[TowerTalk] Radial question

jimlux jimlux at earthlink.net
Mon Feb 29 18:43:39 EST 2016


On 2/29/16 3:01 PM, Richard (Rick) Karlquist wrote:
>
>
> On 2/29/2016 2:29 PM, jimlux wrote:
>>
>> So, if you had a 5-10 meter tall radiator, being used on 80m or 160m,
>> there's not a lot to be gained by going longer than 15-20 meters for the
>> radials.
>>
>
> This often heard concept makes intuitive sense.  Kind of
> like how the roots of a tree should be of a length related
> to the tree height or width.
>
> However, it simply isn't true.  Actually, the opposite
> is true.  Jerry Sevick, W2FMI, wrote  an article for QST
> a long time ago that famously had a photo of a 40 meter
> vertical that was something like 7 feet high, with a top
> hat, but worked over a huge radial field.  The thing
> that was funny about the photo was that the antenna was
> made of a clothes dryer with metal arms that served as
> the top hat and the pole was the radiator.  The concept
> was that the less you have in the air, the more you need
> on the ground.  Jerry did seem to know what he was talking
> about.
>

I'll agree you need to have a LOT more on the ground "close to the 
radiator", but did Jerry ever try his 7 foot "Hills Hoist" antenna on a 
radial field that was, say, 30 feet in diameter (1/8 lambda radials in 
free space, radials twice the height of the radiator), but still much 
shorter than quarter or 0.4 lambda.


I'm basing my statements on work with tesla coils - there's not much to 
be gained by making the counterpoise under the coil (a very conductive 
sheet: chicken wire or solid aluminum foil or similar) have a radius 
much greater than the height of the top load above it (e.g. a 4 foot 
high tesla coil works about the same with a 8 foot diameter and 12 foot 
diameter counterpoise, but not so well with a 6 foot diameter counterpoise).

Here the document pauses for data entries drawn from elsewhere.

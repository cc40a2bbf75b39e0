//! Filesystem-backed keystash stores.
//!
//! [`FsKeyStore`] keeps session keys and certificates under
//! `<root>/keys/<proxy>/`; [`FsNonSessionStore`] keeps profiles, the shared
//! `known_hosts` file and trusted CA bundles.  See
//! [`keystash_core::keypaths`] for the full layout.
//!
//! Every file is replaced atomically (temp file + rename).  Only the
//! `known_hosts` file is guarded against concurrent processes, by an advisory
//! lock with a bounded wait.

pub mod atomic;
pub mod hook;
pub mod lock;
pub mod non_session;
pub mod store;

pub use hook::KeyFileHook;
pub use non_session::FsNonSessionStore;
pub use store::FsKeyStore;
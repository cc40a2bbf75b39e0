//! Session keys on disk.

use std::collections::BTreeMap;
use std::path::{Path, PathBuf};

use keystash_core::config::CONFIG_FILE;
use keystash_core::naming::unescape_segment;
use keystash_core::{
    ALL_CERTS, CertOption, Config, KeyIndex, KeyMaterial, KeyStore, KeyStoreError,
    NonSessionKeyStore, PrivateKey, Profile, ProfileStore, Result, TrustedCertBundle, certs,
    keypaths,
};
use ssh_key::PublicKey;
use tracing::debug;

use crate::atomic::{self, KEY_FILE_MODE};
use crate::hook::KeyFileHook;
use crate::non_session::FsNonSessionStore;

/// A [`KeyStore`] rooted at one profile directory.
///
/// Individual files are replaced atomically, but a key bundle as a whole is
/// not: a failure part-way through [`add_key`](KeyStore::add_key) leaves the
/// files already written in place.
pub struct FsKeyStore {
    non_session: FsNonSessionStore,
    hook: Option<Box<dyn KeyFileHook>>,
}

impl FsKeyStore {
    pub fn new(root: impl Into<PathBuf>) -> Self {
        Self::with_config(root, Config::default())
    }

    pub fn with_config(root: impl Into<PathBuf>, config: Config) -> Self {
        Self {
            non_session: FsNonSessionStore::with_config(root, config),
            hook: None,
        }
    }

    /// Open `root`, reading `config/keystash.toml` if present.
    pub fn open(root: impl Into<PathBuf>) -> Result<Self> {
        let root = root.into();
        let config = Config::load(&keypaths::config_dir(&root).join(CONFIG_FILE))?;
        debug!(root = %root.display(), ?config, "opened key store");
        Ok(Self::with_config(root, config))
    }

    /// Install an auxiliary key-file hook.  It only runs when the config's
    /// `write_aux_key_files` is set.
    pub fn with_key_file_hook(mut self, hook: impl KeyFileHook + 'static) -> Self {
        self.hook = Some(Box::new(hook));
        self
    }

    pub fn root(&self) -> &Path {
        self.non_session.root()
    }

    pub fn non_session(&self) -> &FsNonSessionStore {
        &self.non_session
    }

    fn active_hook(&self) -> Option<&dyn KeyFileHook> {
        if self.non_session.config().write_aux_key_files {
            self.hook.as_deref()
        } else {
            None
        }
    }

    fn read_key_pair(&self, idx: &KeyIndex) -> Result<PrivateKey> {
        let root = self.root();
        let private_path = keypaths::user_key_path(root, &idx.proxy_host, &idx.username);
        let private_key = PrivateKey::from_pem(&atomic::read_file(&private_path)?)
            .map_err(|e| e.with_context(private_path.display().to_string()))?;

        let public_path = keypaths::public_key_path(root, &idx.proxy_host, &idx.username);
        let public_text = String::from_utf8(atomic::read_file(&public_path)?)
            .map_err(|e| KeyStoreError::malformed(public_path.display().to_string(), e))?;
        let public_key = PublicKey::from_openssh(public_text.trim())
            .map_err(|e| KeyStoreError::malformed(public_path.display().to_string(), e))?;
        if public_key.key_data() != private_key.public_key().key_data() {
            return Err(KeyStoreError::malformed(
                public_path.display().to_string(),
                "public key does not match private key",
            ));
        }
        Ok(private_key)
    }

    /// Load the certificates selected by `opt` into `key`.  Absent paths
    /// leave the key untouched.  A regular file loads as a single blob and a
    /// directory as a map; `opt` rejects whichever shape it does not accept.
    fn load_certs(&self, opt: &CertOption, key: &mut KeyMaterial) -> Result<()> {
        let path = opt.cert_path(self.root(), &key.index);
        let Some(meta) = atomic::metadata_optional(&path)? else {
            debug!(path = %path.display(), kind = opt.kind(), "no certificates");
            return Ok(());
        };
        if !meta.is_dir() {
            return opt.load_bytes(key, atomic::read_file(&path)?);
        }

        let mut certs = BTreeMap::new();
        for (file_name, file_path, file_type) in atomic::read_dir_sorted(&path)? {
            let Some(stem) = keypaths::trim_cert_path_suffix(&file_name)
                .filter(|_| file_type.is_file())
            else {
                debug!(path = %file_path.display(), "ignoring unexpected file");
                continue;
            };
            certs.insert(unescape_segment(stem), atomic::read_file(&file_path)?);
        }
        opt.load_map(key, certs)
    }
}
//! PEM certificate block extraction.
//!
//! Scans a byte buffer holding any number of concatenated PEM blocks and
//! returns the raw bytes of each well-formed, unencrypted `CERTIFICATE`
//! block.  The returned slices are the exact input bytes (header line through
//! footer line, including its newline), never a re-encoding, so later
//! integrity checks see what was on disk.

use tracing::debug;

const BEGIN_MARKER: &str = "-----BEGIN ";
const END_MARKER: &str = "-----END ";
const CERTIFICATE_TAG: &str = "CERTIFICATE";

/// Extract every `CERTIFICATE` block found in `data`.
///
/// Blocks of any other type, blocks carrying headers (e.g. `Proc-Type` on an
/// encrypted key) and blocks whose body does not decode are skipped with a
/// debug note.  Text outside blocks is ignored.
pub fn certificate_blocks(data: &[u8]) -> Vec<&[u8]> {
    let mut blocks = Vec::new();
    let mut offset = 0;

    while let Some((start, end)) = next_block(data, offset) {
        let raw = &data[start..end];
        offset = match classify(raw) {
            Ok(()) => {
                blocks.push(raw);
                end
            }
            // A truncated block swallows everything up to the next footer;
            // rescan from the line after its BEGIN marker.
            Err(Skip::Undecodable) => {
                debug!(reason = ?Skip::Undecodable, "skipping PEM block");
                line_end(data, start)
            }
            Err(reason) => {
                debug!(?reason, "skipping PEM block");
                end
            }
        };
    }

    blocks
}

#[derive(Debug)]
enum Skip {
    Undecodable,
    NotCertificate,
    HasHeaders,
}

/// Locate the next `-----BEGIN` .. `-----END ...-----\n` span at or after
/// `offset`.  Returns byte offsets into `data`.
fn next_block(data: &[u8], offset: usize) -> Option<(usize, usize)> {
    let start = offset + find(&data[offset..], BEGIN_MARKER.as_bytes())?;
    let end_pos = start + find(&data[start..], END_MARKER.as_bytes())?;
    Some((start, line_end(data, end_pos)))
}

/// Offset just past the newline ending the line that contains `pos`.
fn line_end(data: &[u8], pos: usize) -> usize {
    match data[pos..].iter().position(|&b| b == b'\n') {
        Some(nl) => pos + nl + 1,
        None => data.len(),
    }
}

fn find(haystack: &[u8], needle: &[u8]) -> Option<usize> {
    haystack.windows(needle.len()).position(|w| w == needle)
}

fn classify(raw: &[u8]) -> Result<(), Skip> {
    let parsed = ::pem::parse(raw).map_err(|_| Skip::Undecodable)?;
    if parsed.tag() != CERTIFICATE_TAG {
        return Err(Skip::NotCertificate);
    }
    if has_headers(raw) {
        return Err(Skip::HasHeaders);
    }
    Ok(())
}

/// RFC 1421 headers are `Key: value` lines between the BEGIN line and the
/// base64 body.  Base64 never contains `:`.
fn has_headers(raw: &[u8]) -> bool {
    let text = String::from_utf8_lossy(raw);
    text.lines()
        .skip(1)
        .take_while(|line| !line.starts_with(END_MARKER))
        .any(|line| line.contains(':'))
}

A single short monopole might be very different than one with a capacity 
hat: the current profile on the radiator will look like a ramp with the 
straight monopole and more uniform with the capacity hat.

For the tesla coil world, you can analyze it pretty much as an 
electrostatic system: everything is a tiny fraction of the wavelength 
(operating frequencies in 100s of kHz range).

The antenna case is not quite so simple, but for very short radiators, 
maybe it is.



> The "capture area" of a short vertical is nearly the same
> as that of a 1/4 wave vertical, no matter how small it is
> (at least in the absence of losses).  Thus there is no
> justification for shortchanging it on radials.

I'm not sure that's been actually modeled: I've got a copy of Nec4, so 
maybe it's time to try it.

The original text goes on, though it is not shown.